_EXERCISE:_ Please keep to the lines below from the one with "filename src/surface.rs" through the one with "#[derive(Debug, Clone, PartialEq, Eq, Serialize, Deserialize)]", and restate them word for word, ends included.

___

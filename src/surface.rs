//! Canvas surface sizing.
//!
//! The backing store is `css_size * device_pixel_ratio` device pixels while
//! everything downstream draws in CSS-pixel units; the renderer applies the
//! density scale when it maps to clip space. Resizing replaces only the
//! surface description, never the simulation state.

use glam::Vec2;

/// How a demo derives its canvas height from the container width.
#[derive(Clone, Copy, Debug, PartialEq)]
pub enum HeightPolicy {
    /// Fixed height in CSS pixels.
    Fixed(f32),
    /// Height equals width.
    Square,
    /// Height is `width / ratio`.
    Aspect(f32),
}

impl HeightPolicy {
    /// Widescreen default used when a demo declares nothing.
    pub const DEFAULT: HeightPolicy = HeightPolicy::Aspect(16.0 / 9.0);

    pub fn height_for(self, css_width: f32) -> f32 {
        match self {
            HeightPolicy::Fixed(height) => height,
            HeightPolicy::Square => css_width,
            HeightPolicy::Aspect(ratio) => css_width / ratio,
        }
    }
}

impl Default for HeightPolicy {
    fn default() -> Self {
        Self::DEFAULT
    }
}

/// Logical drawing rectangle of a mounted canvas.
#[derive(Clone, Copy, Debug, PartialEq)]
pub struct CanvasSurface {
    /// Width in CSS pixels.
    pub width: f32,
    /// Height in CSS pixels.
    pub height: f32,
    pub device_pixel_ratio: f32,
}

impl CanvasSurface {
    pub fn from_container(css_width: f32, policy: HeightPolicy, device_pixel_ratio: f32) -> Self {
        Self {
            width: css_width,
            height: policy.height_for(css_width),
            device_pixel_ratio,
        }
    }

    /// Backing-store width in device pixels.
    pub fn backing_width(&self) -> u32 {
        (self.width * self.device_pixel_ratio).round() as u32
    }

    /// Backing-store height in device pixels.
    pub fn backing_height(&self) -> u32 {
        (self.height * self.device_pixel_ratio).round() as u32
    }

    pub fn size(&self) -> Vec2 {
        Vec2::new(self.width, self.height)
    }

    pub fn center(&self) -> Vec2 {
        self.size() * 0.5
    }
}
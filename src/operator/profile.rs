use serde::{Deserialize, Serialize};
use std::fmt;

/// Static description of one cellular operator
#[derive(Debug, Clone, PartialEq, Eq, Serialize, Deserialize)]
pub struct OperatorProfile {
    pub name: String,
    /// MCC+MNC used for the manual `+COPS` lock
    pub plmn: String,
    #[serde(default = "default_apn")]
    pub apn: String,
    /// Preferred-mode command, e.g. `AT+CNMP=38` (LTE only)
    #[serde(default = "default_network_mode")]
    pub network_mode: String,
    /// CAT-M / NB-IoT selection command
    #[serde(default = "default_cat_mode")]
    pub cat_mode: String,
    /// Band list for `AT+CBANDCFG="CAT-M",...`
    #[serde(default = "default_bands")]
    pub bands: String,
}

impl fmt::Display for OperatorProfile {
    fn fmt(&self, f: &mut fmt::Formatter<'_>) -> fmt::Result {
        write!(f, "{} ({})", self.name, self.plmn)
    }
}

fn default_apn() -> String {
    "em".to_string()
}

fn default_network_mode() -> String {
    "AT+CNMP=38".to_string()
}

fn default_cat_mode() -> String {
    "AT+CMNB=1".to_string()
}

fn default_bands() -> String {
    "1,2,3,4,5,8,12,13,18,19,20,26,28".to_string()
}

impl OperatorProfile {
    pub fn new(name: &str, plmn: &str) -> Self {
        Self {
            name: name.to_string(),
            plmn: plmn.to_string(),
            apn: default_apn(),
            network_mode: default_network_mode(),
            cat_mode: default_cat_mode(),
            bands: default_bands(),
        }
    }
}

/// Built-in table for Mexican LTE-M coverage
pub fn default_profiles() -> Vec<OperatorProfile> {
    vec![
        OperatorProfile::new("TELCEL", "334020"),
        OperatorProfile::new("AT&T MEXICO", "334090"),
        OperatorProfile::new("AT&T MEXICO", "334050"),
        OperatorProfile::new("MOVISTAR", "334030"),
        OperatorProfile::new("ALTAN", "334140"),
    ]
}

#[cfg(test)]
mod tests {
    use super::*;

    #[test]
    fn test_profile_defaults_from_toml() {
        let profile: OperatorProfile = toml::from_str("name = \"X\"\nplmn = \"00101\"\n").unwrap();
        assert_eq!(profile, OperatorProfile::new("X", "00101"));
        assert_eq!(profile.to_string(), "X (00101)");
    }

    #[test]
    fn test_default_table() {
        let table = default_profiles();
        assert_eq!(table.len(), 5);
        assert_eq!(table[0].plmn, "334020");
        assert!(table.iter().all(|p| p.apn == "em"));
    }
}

___

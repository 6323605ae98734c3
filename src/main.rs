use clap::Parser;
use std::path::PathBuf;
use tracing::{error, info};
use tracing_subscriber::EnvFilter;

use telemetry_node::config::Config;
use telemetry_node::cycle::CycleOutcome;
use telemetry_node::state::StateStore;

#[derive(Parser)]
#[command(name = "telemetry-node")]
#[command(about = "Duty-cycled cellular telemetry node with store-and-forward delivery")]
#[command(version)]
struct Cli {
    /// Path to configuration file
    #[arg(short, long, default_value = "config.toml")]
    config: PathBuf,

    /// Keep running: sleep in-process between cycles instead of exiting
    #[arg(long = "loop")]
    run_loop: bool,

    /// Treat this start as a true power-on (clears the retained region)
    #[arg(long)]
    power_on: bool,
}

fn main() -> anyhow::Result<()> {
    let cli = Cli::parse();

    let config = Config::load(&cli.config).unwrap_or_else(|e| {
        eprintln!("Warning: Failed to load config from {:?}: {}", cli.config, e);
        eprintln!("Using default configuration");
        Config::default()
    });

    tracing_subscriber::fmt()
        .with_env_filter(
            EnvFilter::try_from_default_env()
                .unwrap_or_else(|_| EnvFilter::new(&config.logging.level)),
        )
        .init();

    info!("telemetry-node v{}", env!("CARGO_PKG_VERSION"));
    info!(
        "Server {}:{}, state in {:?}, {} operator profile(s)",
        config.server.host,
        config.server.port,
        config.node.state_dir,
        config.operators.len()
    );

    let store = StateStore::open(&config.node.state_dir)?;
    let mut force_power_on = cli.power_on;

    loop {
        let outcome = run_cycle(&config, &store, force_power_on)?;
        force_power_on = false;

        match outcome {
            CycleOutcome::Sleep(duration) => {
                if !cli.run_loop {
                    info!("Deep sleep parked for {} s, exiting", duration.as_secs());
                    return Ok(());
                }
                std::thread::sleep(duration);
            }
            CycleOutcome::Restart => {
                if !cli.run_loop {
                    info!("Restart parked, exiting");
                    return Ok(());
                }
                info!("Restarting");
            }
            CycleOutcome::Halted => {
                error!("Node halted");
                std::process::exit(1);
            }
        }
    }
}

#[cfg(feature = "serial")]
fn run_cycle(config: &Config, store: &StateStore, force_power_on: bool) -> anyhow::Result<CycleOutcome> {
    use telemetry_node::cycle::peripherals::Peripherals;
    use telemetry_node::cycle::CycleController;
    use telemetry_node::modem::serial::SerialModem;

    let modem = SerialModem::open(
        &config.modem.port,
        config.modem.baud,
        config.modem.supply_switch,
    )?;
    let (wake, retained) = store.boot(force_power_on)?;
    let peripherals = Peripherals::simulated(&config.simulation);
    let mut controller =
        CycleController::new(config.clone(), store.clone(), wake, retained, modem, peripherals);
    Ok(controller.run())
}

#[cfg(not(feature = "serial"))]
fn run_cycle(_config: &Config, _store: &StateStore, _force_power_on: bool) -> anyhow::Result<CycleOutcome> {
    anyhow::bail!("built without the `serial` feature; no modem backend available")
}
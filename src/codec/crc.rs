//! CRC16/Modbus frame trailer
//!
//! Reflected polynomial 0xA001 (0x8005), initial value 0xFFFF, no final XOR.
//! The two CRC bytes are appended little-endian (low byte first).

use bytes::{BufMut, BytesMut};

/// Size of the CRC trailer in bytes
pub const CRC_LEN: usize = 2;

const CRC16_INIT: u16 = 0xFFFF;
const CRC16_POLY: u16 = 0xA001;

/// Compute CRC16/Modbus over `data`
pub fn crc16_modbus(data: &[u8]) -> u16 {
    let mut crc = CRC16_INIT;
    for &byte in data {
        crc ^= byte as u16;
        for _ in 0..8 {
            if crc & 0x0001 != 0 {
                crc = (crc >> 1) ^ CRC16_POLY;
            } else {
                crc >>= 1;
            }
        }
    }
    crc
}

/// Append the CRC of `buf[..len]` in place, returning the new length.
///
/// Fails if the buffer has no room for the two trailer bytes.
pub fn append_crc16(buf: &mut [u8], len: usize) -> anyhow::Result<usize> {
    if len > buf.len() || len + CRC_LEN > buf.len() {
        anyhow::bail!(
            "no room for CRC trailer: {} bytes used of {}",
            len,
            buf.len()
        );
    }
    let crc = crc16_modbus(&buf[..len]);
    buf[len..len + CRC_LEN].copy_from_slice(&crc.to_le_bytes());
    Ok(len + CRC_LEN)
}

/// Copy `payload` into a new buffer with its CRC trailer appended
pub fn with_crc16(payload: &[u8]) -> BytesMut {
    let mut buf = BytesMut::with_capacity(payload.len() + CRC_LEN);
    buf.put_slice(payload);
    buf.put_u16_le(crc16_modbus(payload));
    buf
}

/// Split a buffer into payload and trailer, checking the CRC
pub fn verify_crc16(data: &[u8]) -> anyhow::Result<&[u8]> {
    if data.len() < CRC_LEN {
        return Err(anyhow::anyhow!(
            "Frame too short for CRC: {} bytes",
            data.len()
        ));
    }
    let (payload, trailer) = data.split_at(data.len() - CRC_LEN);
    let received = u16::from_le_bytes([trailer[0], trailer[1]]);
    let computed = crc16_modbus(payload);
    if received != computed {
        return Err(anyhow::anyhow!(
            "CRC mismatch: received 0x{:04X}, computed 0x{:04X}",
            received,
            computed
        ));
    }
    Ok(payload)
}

___

_WRITTEN ANSWER:_
filename src/surface.rs
//! Canvas surface sizing.
//!
//! The backing store is `css_size * device_pixel_ratio` device pixels while
//! everything downstream draws in CSS-pixel units; the renderer applies the
//! density scale when it maps to clip space. Resizing replaces only the
//! surface description, never the simulation state.

use glam::Vec2;

/// How a demo derives its canvas height from the container width.
#[derive(Clone, Copy, Debug, PartialEq)]
pub enum HeightPolicy {
    /// Fixed height in CSS pixels.
    Fixed(f32),
    /// Height equals width.
    Square,
    /// Height is `width / ratio`.
    Aspect(f32),
}

impl HeightPolicy {
    /// Widescreen default used when a demo declares nothing.
    pub const DEFAULT: HeightPolicy = HeightPolicy::Aspect(16.0 / 9.0);

    pub fn height_for(self, css_width: f32) -> f32 {
        match self {
            HeightPolicy::Fixed(height) => height,
            HeightPolicy::Square => css_width,
            HeightPolicy::Aspect(ratio) => css_width / ratio,
        }
    }
}

impl Default for HeightPolicy {
    fn default() -> Self {
        Self::DEFAULT
    }
}

/// Logical drawing rectangle of a mounted canvas.
#[derive(Clone, Copy, Debug, PartialEq)]
pub struct CanvasSurface {
    /// Width in CSS pixels.
    pub width: f32,
    /// Height in CSS pixels.
    pub height: f32,
    pub device_pixel_ratio: f32,
}

impl CanvasSurface {
    pub fn from_container(css_width: f32, policy: HeightPolicy, device_pixel_ratio: f32) -> Self {
        Self {
            width: css_width,
            height: policy.height_for(css_width),
            device_pixel_ratio,
        }
    }

    /// Backing-store width in device pixels.
    pub fn backing_width(&self) -> u32 {
        (self.width * self.device_pixel_ratio).round() as u32
    }

    /// Backing-store height in device pixels.
    pub fn backing_height(&self) -> u32 {
        (self.height * self.device_pixel_ratio).round() as u32
    }

    pub fn size(&self) -> Vec2 {
        Vec2::new(self.width, self.height)
    }

    pub fn center(&self) -> Vec2 {
        self.size() * 0.5
    }
}
filename src/operator/profile.rs
use serde::{Deserialize, Serialize};
use std::fmt;

/// Static description of one cellular operator
#[derive(Debug, Clone, PartialEq, Eq, Serialize, Deserialize)]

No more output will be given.